*Task objective*
Repeat the data exactly as it appears.

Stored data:
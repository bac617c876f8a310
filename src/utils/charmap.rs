//! Character classification table.
//!
//! Every code point in U+0000..U+00FF maps either to a short lower-case ASCII
//! fragment (a word constituent) or to nothing (a word boundary). Latin-1
//! letters are transliterated so that `Été` and `ete` index as the same word.
//! Code points above U+00FF are always boundaries.

use std::sync::LazyLock;

/// Number of entries in the classification table.
pub const CHARMAP_SIZE: usize = 256;

const WORD_CHARS: &str = "0123456789_abcdefghijklmnopqrstuvwxyz";

static CHARMAP: LazyLock<[Option<&'static str>; CHARMAP_SIZE]> = LazyLock::new(|| {
    let mut table = [None; CHARMAP_SIZE];
    for (unit, slot) in table.iter_mut().enumerate() {
        *slot = fragment_for(unit as u8);
    }
    table
});

/// Classify a single code point.
///
/// Returns the normalized fragment for word constituents, `None` for
/// boundaries.
#[inline]
pub fn classify(c: char) -> Option<&'static str> {
    let unit = c as u32;
    if unit < CHARMAP_SIZE as u32 {
        CHARMAP[unit as usize]
    } else {
        None
    }
}

/// Classify a raw byte as a Latin-1 code unit.
#[inline]
pub fn classify_byte(b: u8) -> Option<&'static str> {
    CHARMAP[b as usize]
}

/// Fragment for an ASCII word character, sliced out of [`WORD_CHARS`].
fn word_char(c: u8) -> Option<&'static str> {
    let idx = WORD_CHARS.bytes().position(|w| w == c)?;
    WORD_CHARS.get(idx..idx + 1)
}

fn fragment_for(unit: u8) -> Option<&'static str> {
    let fragment = match unit {
        b'a'..=b'z' | b'0'..=b'9' | b'_' => return word_char(unit),
        b'A'..=b'Z' => return word_char(unit.to_ascii_lowercase()),

        // Symbols with a readable spelling
        0xA9 => "c",   // ©
        0xAA => "a",   // ª
        0xAE => "r",   // ®
        0xB0 => "deg", // °
        0xB2 => "2",   // ²
        0xB3 => "3",   // ³
        0xB5 => "u",   // µ
        0xB9 => "1",   // ¹
        0xBA => "o",   // º

        // Latin-1 letters
        0xC0..=0xC5 | 0xE0..=0xE5 => "a",
        0xC6 | 0xE6 => "ae",
        0xC7 | 0xE7 => "c",
        0xC8..=0xCB | 0xE8..=0xEB => "e",
        0xCC..=0xCF | 0xEC..=0xEF => "i",
        0xD0 | 0xF0 => "d",
        0xD1 | 0xF1 => "n",
        0xD2..=0xD6 | 0xD8 | 0xF2..=0xF6 | 0xF8 => "o",
        0xD7 => "x", // ×
        0xD9..=0xDC | 0xF9..=0xFC => "u",
        0xDD | 0xFD | 0xFF => "y",
        0xDE | 0xFE => "th",
        0xDF => "ss",

        _ => return None,
    };
    Some(fragment)
}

*Task response*
repository bac617c876f8a310
filename src/utils/charmap.rs
//! Character classification table.
//!
//! Every code point in U+0000..U+00FF maps either to a short lower-case ASCII
//! fragment (a word constituent) or to nothing (a word boundary). Latin-1
//! letters are transliterated so that `Été` and `ete` index as the same word.
//! Code points above U+00FF are always boundaries.

use std::sync::LazyLock;

/// Number of entries in the classification table.
pub const CHARMAP_SIZE: usize = 256;

const WORD_CHARS: &str = "0123456789_abcdefghijklmnopqrstuvwxyz";

static CHARMAP: LazyLock<[Option<&'static str>; CHARMAP_SIZE]> = LazyLock::new(|| {
    let mut table = [None; CHARMAP_SIZE];
    for (unit, slot) in table.iter_mut().enumerate() {
        *slot = fragment_for(unit as u8);
    }
    table
});

/// Classify a single code point.
///
/// Returns the normalized fragment for word constituents, `None` for
/// boundaries.
#[inline]
pub fn classify(c: char) -> Option<&'static str> {
    let unit = c as u32;
    if unit < CHARMAP_SIZE as u32 {
        CHARMAP[unit as usize]
    } else {
        None
    }
}

/// Classify a raw byte as a Latin-1 code unit.
#[inline]
pub fn classify_byte(b: u8) -> Option<&'static str> {
    CHARMAP[b as usize]
}

/// Fragment for an ASCII word character, sliced out of [`WORD_CHARS`].
fn word_char(c: u8) -> Option<&'static str> {
    let idx = WORD_CHARS.bytes().position(|w| w == c)?;
    WORD_CHARS.get(idx..idx + 1)
}

fn fragment_for(unit: u8) -> Option<&'static str> {
    let fragment = match unit {
        b'a'..=b'z' | b'0'..=b'9' | b'_' => return word_char(unit),
        b'A'..=b'Z' => return word_char(unit.to_ascii_lowercase()),

        // Symbols with a readable spelling
        0xA9 => "c",   // ©
        0xAA => "a",   // ª
        0xAE => "r",   // ®
        0xB0 => "deg", // °
        0xB2 => "2",   // ²
        0xB3 => "3",   // ³
        0xB5 => "u",   // µ
        0xB9 => "1",   // ¹
        0xBA => "o",   // º

        // Latin-1 letters
        0xC0..=0xC5 | 0xE0..=0xE5 => "a",
        0xC6 | 0xE6 => "ae",
        0xC7 | 0xE7 => "c",
        0xC8..=0xCB | 0xE8..=0xEB => "e",
        0xCC..=0xCF | 0xEC..=0xEF => "i",
        0xD0 | 0xF0 => "d",
        0xD1 | 0xF1 => "n",
        0xD2..=0xD6 | 0xD8 | 0xF2..=0xF6 | 0xF8 => "o",
        0xD7 => "x", // ×
        0xD9..=0xDC | 0xF9..=0xFC => "u",
        0xDD | 0xFD | 0xFF => "y",
        0xDE | 0xFE => "th",
        0xDF => "ss",

        _ => return None,
    };
    Some(fragment)
}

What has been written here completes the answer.